Wandering Thoughts archives

2006-02-28

Practical RAID-1 read balancing

If you're doing performance analysis of a RAID-1 setup, one of the interesting questions is 'which drive gets read from when?'

(Measuring how balanced the current IO load is is useful, but it doesn't tell you how a changed load will affect the balance.)

Since seeks are the expensive thing on modern drives, you want your RAID-1 system to deal in requests, not in individual blocks, and to send a sequence of sequential reads off to the same disk. If your IO isn't strictly sequential, ideally the system keeps track of the last known head position for each disk (influenced by writes as well as by reads), and issues to the disk that is some combination of positioned closest and least loaded.

But all of this is theory. What you really need to do is measure, because you can never be sure just what a RAID-1 system is doing. Sometimes it can really surprise you.

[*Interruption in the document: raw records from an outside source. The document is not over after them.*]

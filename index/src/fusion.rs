//! Property fusion.
//!
//! Lifecycle roles are fused into a per-resource property map in the fixed
//! order of [`LIFECYCLE_ROLES`]. Later roles merge into records created by
//! earlier ones, so the order is part of the result.

use crate::{PropertyDefinition, PropertyMap};
use resdex_core::{ModelResult, MutabilitySet, ShapeId};
use resdex_model::{LifecycleRole, MemberShape, Model, ResourceShape, ResourceTrait, StructureShape};
use std::collections::btree_map::Entry;
use std::collections::BTreeSet;
use std::fmt;
use tracing::debug;

/// A role whose structures contribute properties.
#[derive(Debug, Clone, Copy, PartialEq, Eq, Hash)]
pub enum FusionRole {
    Read,
    Put,
    Create,
    Update,
    /// A structure listed by the resource annotation.
    AdditionalSchema,
}

impl FusionRole {
    /// The lifecycle role bound to an operation, if any.
    pub fn lifecycle(&self) -> Option<LifecycleRole> {
        match self {
            FusionRole::Read => Some(LifecycleRole::Read),
            FusionRole::Put => Some(LifecycleRole::Put),
            FusionRole::Create => Some(LifecycleRole::Create),
            FusionRole::Update => Some(LifecycleRole::Update),
            FusionRole::AdditionalSchema => None,
        }
    }

    pub fn as_str(&self) -> &'static str {
        match self {
            FusionRole::Read => "read",
            FusionRole::Put => "put",
            FusionRole::Create => "create",
            FusionRole::Update => "update",
            FusionRole::AdditionalSchema => "additional-schema",
        }
    }
}

impl fmt::Display for FusionRole {
    fn fmt(&self, f: &mut fmt::Formatter<'_>) -> fmt::Result {
        f.write_str(self.as_str())
    }
}

/// Which structure a role consumes.
#[derive(Debug, Clone, Copy, PartialEq, Eq)]
pub enum StructureSource {
    /// The bound operation's input.
    Input,
    /// The bound operation's output.
    Output,
    /// The schema structure itself.
    Schema,
}

/// How one role contributes to the property map.
#[derive(Debug, Clone, Copy, PartialEq, Eq)]
pub struct RoleDescriptor {
    pub role: FusionRole,
    pub source: StructureSource,
    /// Mutability of a property first observed in this role.
    pub default: MutabilitySet,
    /// Mutability unioned into a derived property seen earlier.
    pub merge: MutabilitySet,
}

/// Fusion order. Reordering changes results.
pub const LIFECYCLE_ROLES: [RoleDescriptor; 5] = [
    RoleDescriptor {
        role: FusionRole::Read,
        source: StructureSource::Output,
        default: MutabilitySet::READ,
        merge: MutabilitySet::READ,
    },
    RoleDescriptor {
        role: FusionRole::Put,
        source: StructureSource::Input,
        default: MutabilitySet::CREATE.union(MutabilitySet::WRITE),
        merge: MutabilitySet::CREATE.union(MutabilitySet::WRITE),
    },
    RoleDescriptor {
        role: FusionRole::Create,
        source: StructureSource::Input,
        default: MutabilitySet::CREATE,
        merge: MutabilitySet::CREATE,
    },
    RoleDescriptor {
        role: FusionRole::Update,
        source: StructureSource::Input,
        default: MutabilitySet::WRITE,
        merge: MutabilitySet::WRITE,
    },
    RoleDescriptor {
        role: FusionRole::AdditionalSchema,
        source: StructureSource::Schema,
        default: MutabilitySet::empty(),
        merge: MutabilitySet::empty(),
    },
];

/// A structure consumed by a role, with the member names its operation
/// binds to resource identifiers.
#[derive(Debug, Clone)]
pub struct RoleStructure<'m> {
    pub descriptor: RoleDescriptor,
    pub structure: &'m StructureShape,
    /// Members skipped during fusion; their mutability is fixed up front.
    pub bound_members: BTreeSet<String>,
}

impl RoleStructure<'_> {
    pub fn role(&self) -> FusionRole {
        self.descriptor.role
    }

    pub fn is_bound(&self, member: &MemberShape) -> bool {
        self.bound_members.contains(&member.name)
    }
}

/// Resolve every structure a resource consumes, in fusion order.
///
/// Roles without a bound operation, and operations without the consumed
/// structure, contribute nothing. A reference that does not resolve to a
/// structure fails the whole resource.
pub fn role_structures<'m>(
    model: &'m Model,
    resource: &ResourceShape,
    resource_trait: Option<&ResourceTrait>,
) -> ModelResult<Vec<RoleStructure<'m>>> {
    let mut structures = Vec::new();

    for descriptor in LIFECYCLE_ROLES {
        let Some(lifecycle) = descriptor.role.lifecycle() else {
            for schema in resource_trait.map_or(&[][..], |t| &t.additional_schemas[..]) {
                structures.push(RoleStructure {
                    descriptor,
                    structure: model.expect_structure(schema)?,
                    bound_members: BTreeSet::new(),
                });
            }
            continue;
        };

        let Some(operation) = resource.operation(lifecycle) else {
            continue;
        };
        let structure = match descriptor.source {
            StructureSource::Input => model.operation_input(operation)?,
            StructureSource::Output => model.operation_output(operation)?,
            StructureSource::Schema => None,
        };
        if let Some(structure) = structure {
            let bound_members = model
                .identifier_bindings(resource, lifecycle)?
                .into_values()
                .collect();
            structures.push(RoleStructure {
                descriptor,
                structure,
                bound_members,
            });
        }
    }

    Ok(structures)
}

/// Running property map for one resource derivation.
///
/// A name is either absent or present with a (possibly empty) set; the
/// builder is consumed into an immutable map once every role is fused.
#[derive(Debug, Default)]
pub(crate) struct PropertyMapBuilder {
    properties: PropertyMap,
}

impl PropertyMapBuilder {
    pub(crate) fn new() -> Self {
        Self::default()
    }

    /// Insert a definition unless the name is already present.
    pub(crate) fn seed(&mut self, name: &str, definition: PropertyDefinition) -> bool {
        match self.properties.entry(name.to_string()) {
            Entry::Vacant(entry) => {
                entry.insert(definition);
                true
            }
            Entry::Occupied(_) => false,
        }
    }

    #[cfg(test)]
    pub(crate) fn get(&self, name: &str) -> Option<&PropertyDefinition> {
        self.properties.get(name)
    }

    /// Fuse one role's structure into the map.
    ///
    /// A record introduced by a member in `excluded` is not visible, so the
    /// next member with the same name replaces it instead of merging into it.
    pub(crate) fn fuse(&mut self, role: &RoleStructure<'_>, excluded: &BTreeSet<ShapeId>) {
        let descriptor = role.descriptor;
        let mut fused = 0usize;

        for member in &role.structure.members {
            if role.is_bound(member) {
                continue;
            }
            match self.properties.entry(member.property_name().to_string()) {
                Entry::Vacant(entry) => {
                    entry.insert(PropertyDefinition::from_member(member, descriptor.default));
                }
                Entry::Occupied(mut entry) if excluded.contains(entry.get().source()) => {
                    entry.insert(PropertyDefinition::from_member(member, descriptor.default));
                }
                Entry::Occupied(mut entry) => entry.get_mut().absorb(member, descriptor.merge),
            }
            fused += 1;
        }

        debug!(
            role = %descriptor.role,
            structure = %role.structure.id,
            members = fused,
            "fused role structure"
        );
    }

    pub(crate) fn finish(self) -> PropertyMap {
        self.properties
    }
}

For example, I once dealt with a reasonably fancy hardware RAID-10 controller where which disk a read would go to was statically determined, not based on load or anything. The controller divided the RAID-10 array up into slices (64K at the time); reads from odd slices went to the first disk in a mirror pair and reads from even slices went to the second. In extreme cases, half the array could be completely idle while the other half was melting down. (Presumably that didn't happen too often.)

We only found this out by running a test program against an otherwise idle test array and watching the front panel disk lights, as part of trying to sort out how the array distributed IO over the drives in general. Much to our surprise, in one test half the disks went active and the other half didn't. All I can say is thank goodness for front panel lights.

Sidebar: RAID-10 versus RAID-01

Because I always get them confused: RAID-10 is striped mirrors, RAID-0 on top of RAID-1. RAID-01 is the reverse, mirrored stripes, and is much less resilient against failures of two or more disks; RAID-01 dies unless all failed drives are in the same stripe, whereas RAID-10 will survive unless both sides of a single mirror die.

RAID1ReadBalancing written at 23:10:30; Add Comment

A surprising effect of RAID-1 resynchronization

Today I got to run into an interesting performance impact of having a RAID-1 mirror resync running on a big partition of a live system.

An important system was having performance problems today, so we were poking around it. When we watched the disk statistics, we noticed that only the first disk was seeing read traffic; the second disk was loafing along with just occasional bursts of writes. Looking more closely we noticed that a RAID-1 resync of a big partition was in progress; because the system was loaded, the resync's IO bandwidth had been choked and it hadn't gotten very far, only 5% or so in a 100G partition.

Then the light dawned. Normally, reads are distributed over both sides of a RAID-1 mirror. However, at the moment only 5% of the second disk was valid; a read for something in the remaining 95% could only be be done by the first disk. No wonder the first disk was running hot and the second disk was seeing virtually no reads.

Like everybody, I already knew about the direct IO impact of a RAID-1 resync. But the choking effect of not being able to read from both disks for most of the filesystem hadn't previously occurred to me.

Sidebar: what's a RAID-1 resync?

A RAID-1 resync is what happens when the two disks in a RAID-1 mirror cease to be identical copies of each other, usually due to some calamity (power loss, system crash, disk failure). When this happens, one of the mirrors is identified as the most up to date and its data gets dumped to the other disk to bring them back into sync.

The obvious effect of a RAID-1 resync is that it adds extra IO to the system: reads on the first disk, writes on the second disk. However, any decent RAID system has various things to limit this IO so that it happens more or less when the disks are idle and doesn't steal IO bandwidth from real work.